__Assignment__
If a line in the records below contains the word "MeteredFeed", copy it out.

__Records supplied__
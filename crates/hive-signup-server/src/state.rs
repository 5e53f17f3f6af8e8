use std::sync::Arc;

use hive_signup::{
    AccountCreator, CoinGeckoFeed, HiveNameService, HttpAccountCreator, Ledger, NameService,
    PriceCache, PriceFeed, Provisioner, Reconciler, SignupError,
};

use crate::config::SignupConfig;
use crate::metrics::MeteredFeed;

/// The upstream collaborators a running service is wired with.
pub trait Backend: 'static {
    type Feed: PriceFeed + 'static;
    type Names: NameService + 'static;
    type Creator: AccountCreator + 'static;
}

/// Production wiring: CoinGecko, Hive API nodes, HTTP account creator.
pub struct Live;

impl Backend for Live {
    type Feed = MeteredFeed<CoinGeckoFeed>;
    type Names = HiveNameService;
    type Creator = HttpAccountCreator;
}

/// Shared application state
pub struct AppState<B: Backend> {
    pub config: Arc<SignupConfig>,
    pub ledger: Arc<dyn Ledger>,
    pub prices: Arc<PriceCache<B::Feed>>,
    pub provisioner: Provisioner<B::Feed, B::Names>,
    pub reconciler: Reconciler<B::Creator>,
}

impl<B: Backend> AppState<B> {
    pub fn new(
        config: SignupConfig,
        ledger: Arc<dyn Ledger>,
        prices: Arc<PriceCache<B::Feed>>,
        names: B::Names,
        creator: B::Creator,
    ) -> Self {
        let provisioner = Provisioner::new(
            Arc::clone(&ledger),
            Arc::clone(&prices),
            names,
            config.pricing(),
            config.widget(),
        );
        let reconciler = Reconciler::new(Arc::clone(&ledger), creator)
            .with_creation_timeout(config.account_creator_timeout);
        Self {
            config: Arc::new(config),
            ledger,
            prices,
            provisioner,
            reconciler,
        }
    }
}

impl AppState<Live> {
    /// Wire the production collaborators from configuration.
    pub fn live(config: SignupConfig, ledger: Arc<dyn Ledger>) -> Result<Self, SignupError> {
        let http_client = reqwest::Client::builder()
            .timeout(std::time::Duration::from_secs(30))
            .redirect(reqwest::redirect::Policy::none())
            .build()?;

        let feed = MeteredFeed::new(CoinGeckoFeed::with_url(
            http_client.clone(),
            config.price_feed_url.clone(),
        ));
        let prices = Arc::new(PriceCache::with_interval(feed, config.price_update_interval));
        let names = HiveNameService::with_nodes(http_client.clone(), config.hive_api_nodes.clone());

        let mut creator = HttpAccountCreator::new(http_client, config.account_creator_url.clone())
            .with_timeout(config.account_creator_timeout);
        if let Some(secret) = &config.account_creator_secret {
            creator = creator.with_secret(secret.clone());
        }

        Ok(Self::new(config, ledger, prices, names, creator))
    }
}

__Problem solution__
use crate::metrics::MeteredFeed;
    type Feed = MeteredFeed<CoinGeckoFeed>;
        let feed = MeteredFeed::new(CoinGeckoFeed::with_url(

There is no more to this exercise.